肠道类器官（intestinal organoids）是源自肠道干细胞的三维培养体系，是研究衰老的强效模型；而DNA甲基化（DNA methylation）则是精准的生物时钟。据此，我们提出假设：类器官的DNA甲基化可作为衰老量化指标，同时也是体外衰老研究的实用工具。 我们的初步研究显示，类器官培养过程中存在显著的DNA甲基化改变：全体CpG位点中27%发生低甲基化（hypomethylation），11%出现高甲基化（hypermethylation）。低甲基化主要发生在衰老相关基因组区域，包括非启动子、非CpG岛区域（例如转座元件（transposable elements））；而CpG岛内的高甲基化则与衰老呈显著相关性（p < 0.001）。 将衰老相关甲基化位点与分化特异性CpG位点进行比对，发现二者重叠度极低，提示二者关联可忽略不计。源自4月龄与24月龄小鼠的早期传代（P0及P2）类器官保留了衰老特异性甲基化模式，老年与幼年原代细胞（primary cells）的甲基化差异间相关系数为0.48（p < 0.001）。反之，长期传代则出现不同类器官系特有的特异性甲基化改变。 部分早期传代类器官呈现更显著的低甲基化，与中期传代（P10-P13）类器官聚为一类；而晚期传代（P24及P27）类器官则进入危机阶段，表现为严重低甲基化、生长停滞，并形成独立聚类。相较于原代细胞，转座元件仍维持低甲基化状态。
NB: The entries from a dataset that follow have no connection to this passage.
// SPDX-License-Identifier: PMPL-1.0-or-later
// Copyright (c) 2026 Jonathan D.A. Jewell (hyperpolymath) <jonathan.jewell@open.ac.uk>
//
// Single-pass transformers — encrypt, decrypt, compress, split, merge,
// rotate. Each is a pure function of (input path, parameters) → new output
// file in `out_dir`; the input file is never touched. Outputs are written
// atomically so a failed run leaves nothing for the download step to pick up.

use std::path::{Path, PathBuf};

use chrono::Utc;
use lopdf::encryption::{EncryptionState, EncryptionVersion, Permissions};
use lopdf::{Document, Object};
use tracing::{debug, info, instrument};

use blattwerk_core::error::{BlattwerkError, Result};
use blattwerk_core::{PageSelector, RotationAngle};

use super::reader::{PdfReader, append_page_clone, empty_document};
use super::write_atomic;

// -- Encrypt / decrypt --------------------------------------------------------

/// Copy every page into a new document and password-protect the output
/// container (RC4-128, matching what the original toolchain produced).
#[instrument(skip_all, fields(input = %input.as_ref().display()))]
pub fn encrypt(
    input: impl AsRef<Path>,
    password: &str,
    out_dir: impl AsRef<Path>,
) -> Result<PathBuf> {
    let reader = PdfReader::open(input.as_ref(), None)?;
    let mut output = copy_all_pages(reader.document())?;

    let state = {
        let version = EncryptionVersion::V2 {
            document: &output,
            owner_password: password,
            user_password: password,
            key_length: 128,
            permissions: Permissions::all(),
        };
        EncryptionState::try_from(version)
            .map_err(|err| BlattwerkError::Pdf(format!("building encryption state: {err}")))?
    };
    output
        .encrypt(&state)
        .map_err(|err| BlattwerkError::Pdf(format!("encrypting container: {err}")))?;

    let path = timestamped(out_dir.as_ref(), "encrypted");
    save_atomic(&mut output, &path)
}

/// Remove the container-level password.
///
/// Fails with `Authentication` when the password does not unlock the source;
/// an unencrypted source passes through unchanged. Pages are re-written into
/// a plain, non-encrypted container.
#[instrument(skip_all, fields(input = %input.as_ref().display()))]
pub fn decrypt(
    input: impl AsRef<Path>,
    password: &str,
    out_dir: impl AsRef<Path>,
) -> Result<PathBuf> {
    let reader = PdfReader::open(input.as_ref(), Some(password))?;
    let mut output = copy_all_pages(reader.document())?;

    let path = timestamped(out_dir.as_ref(), "decrypted");
    save_atomic(&mut output, &path)
}

// -- Compress -----------------------------------------------------------------

/// Structural copy with document metadata retained, plus lossless stream
/// compaction. Embedded images are NOT re-encoded, so the output is not
/// guaranteed to be smaller than the input — a documented limitation, not a
/// defect.
#[instrument(skip_all, fields(input = %input.as_ref().display()))]
pub fn compress(input: impl AsRef<Path>, out_dir: impl AsRef<Path>) -> Result<PathBuf> {
    let reader = PdfReader::open(input.as_ref(), None)?;
    let mut output = reader.into_document();
    output.compress();

    let path = timestamped(out_dir.as_ref(), "compressed");
    save_atomic(&mut output, &path)
}

// -- Split --------------------------------------------------------------------

/// Extract pages `[start, end]` (1-indexed, inclusive) into a new document,
/// preserving their order.
#[instrument(skip_all, fields(input = %input.as_ref().display(), start, end))]
pub fn split(
    input: impl AsRef<Path>,
    start: u32,
    end: u32,
    out_dir: impl AsRef<Path>,
) -> Result<PathBuf> {
    let reader = PdfReader::open(input.as_ref(), None)?;
    let total = reader.page_count() as u32;
    if start < 1 || end > total || start > end {
        return Err(BlattwerkError::PageRange { start, end, total });
    }

    let mut output = empty_document();
    for page_number in start..=end {
        let page_id = reader.page_id(page_number)?;
        append_page_clone(reader.document(), &mut output, page_id)?;
    }

    info!(pages = end - start + 1, "split complete");
    let path = timestamped(out_dir.as_ref(), "split");
    save_atomic(&mut output, &path)
}

// -- Merge --------------------------------------------------------------------

/// Concatenate the pages of every input, in the given sequence order, each
/// source keeping its internal page order. The caller supplies the order
/// explicitly (already validated as a permutation of the uploaded set).
#[instrument(skip_all, fields(inputs = inputs.len()))]
pub fn merge(inputs: &[PathBuf], out_dir: impl AsRef<Path>) -> Result<PathBuf> {
    if inputs.is_empty() {
        return Err(BlattwerkError::Parameter("no documents to merge".into()));
    }

    let mut output = empty_document();
    for input in inputs {
        let reader = PdfReader::open(input, None)?;
        let pages = reader.document().get_pages();
        debug!(input = %input.display(), pages = pages.len(), "appending document");
        for (_, page_id) in pages {
            append_page_clone(reader.document(), &mut output, page_id)?;
        }
    }

    let path = out_dir.as_ref().join("merged.pdf");
    save_atomic(&mut output, &path)
}

// -- Rotate -------------------------------------------------------------------

/// Increment the `/Rotate` state of every selected page by the given angle
/// (mod 360); unselected pages pass through untouched. Selected page numbers
/// beyond the document length are ignored.
#[instrument(skip_all, fields(input = %input.as_ref().display(), degrees = angle.degrees()))]
pub fn rotate(
    input: impl AsRef<Path>,
    angle: RotationAngle,
    selector: &PageSelector,
    out_dir: impl AsRef<Path>,
) -> Result<PathBuf> {
    let reader = PdfReader::open(input.as_ref(), None)?;
    let mut output = reader.into_document();

    let pages = output.get_pages();
    for (page_number, page_id) in pages {
        if !selector.contains(page_number) {
            continue;
        }

        let existing = output
            .get_object(page_id)
            .ok()
            .and_then(|obj| obj.as_dict().ok())
            .and_then(|dict| dict.get(b"Rotate").ok())
            .and_then(|r| r.as_i64().ok())
            .unwrap_or(0) as i32;
        let updated = (existing + angle.degrees()).rem_euclid(360);

        if let Ok(Object::Dictionary(dict)) = output.get_object_mut(page_id) {
            dict.set("Rotate", Object::Integer(updated as i64));
        }
        debug!(page_number, existing, updated, "page rotated");
    }

    let path = out_dir.as_ref().join("rotated.pdf");
    save_atomic(&mut output, &path)
}

// -- Helpers ------------------------------------------------------------------

/// Copy every page of `source` into a fresh document.
fn copy_all_pages(source: &Document) -> Result<Document> {
    let mut output = empty_document();
    for (_, page_id) in source.get_pages() {
        append_page_clone(source, &mut output, page_id)?;
    }
    Ok(output)
}

/// `{tag}_{unix timestamp}.pdf` in `out_dir`, as the original tool named its
/// outputs.
fn timestamped(out_dir: &Path, tag: &str) -> PathBuf {
    out_dir.join(format!("{tag}_{}.pdf", Utc::now().timestamp()))
}

/// Serialise `doc` and move it into place atomically.
fn save_atomic(doc: &mut Document, path: &Path) -> Result<PathBuf> {
    let mut bytes = Vec::new();
    doc.save_to(&mut bytes)
        .map_err(|err| BlattwerkError::Pdf(format!("serialising output: {err}")))?;
    let written = write_atomic(path, &bytes)?;
    info!(path = %written.display(), bytes = bytes.len(), "output written");
    Ok(written)
}

#[cfg(test)]
mod tests {
    use super::*;
    use crate::pdf::fixtures::sample_pdf;

    fn page_text(doc: &Document, page_number: u32) -> String {
        doc.extract_text(&[page_number]).unwrap_or_default()
    }

    fn write_fixture(dir: &Path, name: &str, pages: usize) -> PathBuf {
        let path = dir.join(name);
        std::fs::write(&path, sample_pdf(pages)).expect("write fixture");
        path
    }

    #[test]
    fn split_keeps_the_selected_pages_in_order() {
        let tmp = tempfile::tempdir().expect("tempdir");
        let input = write_fixture(tmp.path(), "in.pdf", 5);

        let out = split(&input, 2, 4, tmp.path()).expect("split");
        let doc = Document::load(&out).expect("reload");
        assert_eq!(doc.get_pages().len(), 3);
        assert!(page_text(&doc, 1).contains("Page 2"));
        assert!(page_text(&doc, 3).contains("Page 4"));
    }

    #[test]
    fn split_rejects_bad_ranges() {
        let tmp = tempfile::tempdir().expect("tempdir");
        let input = write_fixture(tmp.path(), "in.pdf", 3);

        for (start, end) in [(0, 2), (1, 4), (3, 2)] {
            let result = split(&input, start, end, tmp.path());
            assert!(
                matches!(result, Err(BlattwerkError::PageRange { .. })),
                "range {start}-{end} must be rejected"
            );
        }
    }

    #[test]
    fn merge_concatenates_in_sequence_order() {
        let tmp = tempfile::tempdir().expect("tempdir");
        let a = write_fixture(tmp.path(), "a.pdf", 2);
        let b = write_fixture(tmp.path(), "b.pdf", 3);

        let out = merge(&[a, b], tmp.path()).expect("merge");
        let doc = Document::load(&out).expect("reload");
        assert_eq!(doc.get_pages().len(), 5);
        // A's pages come first, then B's in B's own order.
        assert!(page_text(&doc, 1).contains("Page 1"));
        assert!(page_text(&doc, 2).contains("Page 2"));
        assert!(page_text(&doc, 3).contains("Page 1"));
    }

    #[test]
    fn merge_of_nothing_is_an_error() {
        let tmp = tempfile::tempdir().expect("tempdir");
        assert!(merge(&[], tmp.path()).is_err());
    }

    fn rotation_of(doc: &Document, page_number: u32) -> i64 {
        let pages = doc.get_pages();
        let page_id = pages[&page_number];
        doc.get_object(page_id)
            .ok()
            .and_then(|obj| obj.as_dict().ok())
            .and_then(|dict| dict.get(b"Rotate").ok())
            .and_then(|r| r.as_i64().ok())
            .unwrap_or(0)
    }

    #[test]
    fn rotate_only_touches_selected_pages() {
        let tmp = tempfile::tempdir().expect("tempdir");
        let input = write_fixture(tmp.path(), "in.pdf", 3);

        let selector = PageSelector::parse("1,3").expect("selector");
        let out = rotate(&input, RotationAngle::Quarter, &selector, tmp.path()).expect("rotate");

        let doc = Document::load(&out).expect("reload");
        assert_eq!(rotation_of(&doc, 1), 90);
        assert_eq!(rotation_of(&doc, 2), 0);
        assert_eq!(rotation_of(&doc, 3), 90);
    }

    #[test]
    fn rotate_round_trip_restores_state() {
        let tmp = tempfile::tempdir().expect("tempdir");
        let input = write_fixture(tmp.path(), "in.pdf", 2);
        let out_dir_a = tmp.path().join("a");
        let out_dir_b = tmp.path().join("b");
        std::fs::create_dir_all(&out_dir_a).expect("mkdir");
        std::fs::create_dir_all(&out_dir_b).expect("mkdir");

        let once = rotate(&input, RotationAngle::Quarter, &PageSelector::All, &out_dir_a)
            .expect("rotate 90");
        let back = rotate(&once, RotationAngle::ThreeQuarter, &PageSelector::All, &out_dir_b)
            .expect("rotate 270");

        let doc = Document::load(&back).expect("reload");
        assert_eq!(rotation_of(&doc, 1), 0);
        assert_eq!(rotation_of(&doc, 2), 0);
    }

    #[test]
    fn rotate_ignores_out_of_range_selection() {
        let tmp = tempfile::tempdir().expect("tempdir");
        let input = write_fixture(tmp.path(), "in.pdf", 2);

        let selector = PageSelector::parse("1,9").expect("selector");
        let out = rotate(&input, RotationAngle::Half, &selector, tmp.path()).expect("rotate");
        let doc = Document::load(&out).expect("reload");
        assert_eq!(doc.get_pages().len(), 2);
        assert_eq!(rotation_of(&doc, 1), 180);
    }

    #[test]
    fn compress_is_a_faithful_structural_copy() {
        let tmp = tempfile::tempdir().expect("tempdir");
        let input = write_fixture(tmp.path(), "in.pdf", 3);

        let out = compress(&input, tmp.path()).expect("compress");
        let doc = Document::load(&out).expect("reload");
        assert_eq!(doc.get_pages().len(), 3);
        assert!(page_text(&doc, 2).contains("Page 2"));
    }

    #[test]
    fn encrypt_then_decrypt_round_trips() {
        let tmp = tempfile::tempdir().expect("tempdir");
        let input = write_fixture(tmp.path(), "in.pdf", 2);

        let locked = encrypt(&input, "hunter2", tmp.path()).expect("encrypt");

        // Without the password the file must not open.
        assert!(matches!(
            PdfReader::open(&locked, None),
            Err(BlattwerkError::PasswordRequired)
        ));
        // A wrong password is an authentication failure, not a crash.
        assert!(matches!(
            PdfReader::open(&locked, Some("wrong")),
            Err(BlattwerkError::Authentication(_))
        ));

        let unlocked = decrypt(&locked, "hunter2", tmp.path()).expect("decrypt");
        let reader = PdfReader::open(&unlocked, None).expect("open plain");
        assert_eq!(reader.page_count(), 2);
    }

    #[test]
    fn decrypt_passes_plain_documents_through() {
        let tmp = tempfile::tempdir().expect("tempdir");
        let input = write_fixture(tmp.path(), "in.pdf", 2);

        let out = decrypt(&input, "ignored", tmp.path()).expect("decrypt");
        let reader = PdfReader::open(&out, None).expect("open");
        assert_eq!(reader.page_count(), 2);
    }

    #[test]
    fn inputs_are_never_mutated() {
        let tmp = tempfile::tempdir().expect("tempdir");
        let input = write_fixture(tmp.path(), "in.pdf", 2);
        let before = std::fs::read(&input).expect("read input");

        rotate(&input, RotationAngle::Quarter, &PageSelector::All, tmp.path()).expect("rotate");
        compress(&input, tmp.path()).expect("compress");

        let after = std::fs::read(&input).expect("re-read input");
        assert_eq!(before, after);
    }

    #[test]
    fn no_partial_outputs_are_left_behind() {
        let tmp = tempfile::tempdir().expect("tempdir");
        let input = write_fixture(tmp.path(), "in.pdf", 3);
        split(&input, 1, 2, tmp.path()).expect("split");

        let leftovers: Vec<_> = std::fs::read_dir(tmp.path())
            .expect("read dir")
            .filter_map(|e| e.ok())
            .filter(|e| e.path().extension().is_some_and(|ext| ext == "part"))
            .collect();
        assert!(leftovers.is_empty());
    }
}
衰老相关甲基化位点随传代持续改变，线性模型预测类器官在培养过程中的衰老速率为每周0.46个月龄。 用地西他滨（decitabine）处理可逆转源自24月龄小鼠的类器官的甲基化衰老时钟。上述结果表明，类器官可有效模拟衰老过程，后续仍需开展研究以评估培养过程带来的相关影响。 整体实验设计：分离4月龄与24月龄小鼠的肠道隐窝以构建类器官，随后用于DNA与RNA提取。对这些类器官进行RRBS（简化代表性亚硫酸氢盐测序，Reduced Representation Bisulfite Sequencing）及RNA-seq（RNA测序）分析，以探究DNA甲基化与基因表达的衰老及传代相关变化。该实验方案可用于评估衰老与长期培养如何影响类器官的分子图谱。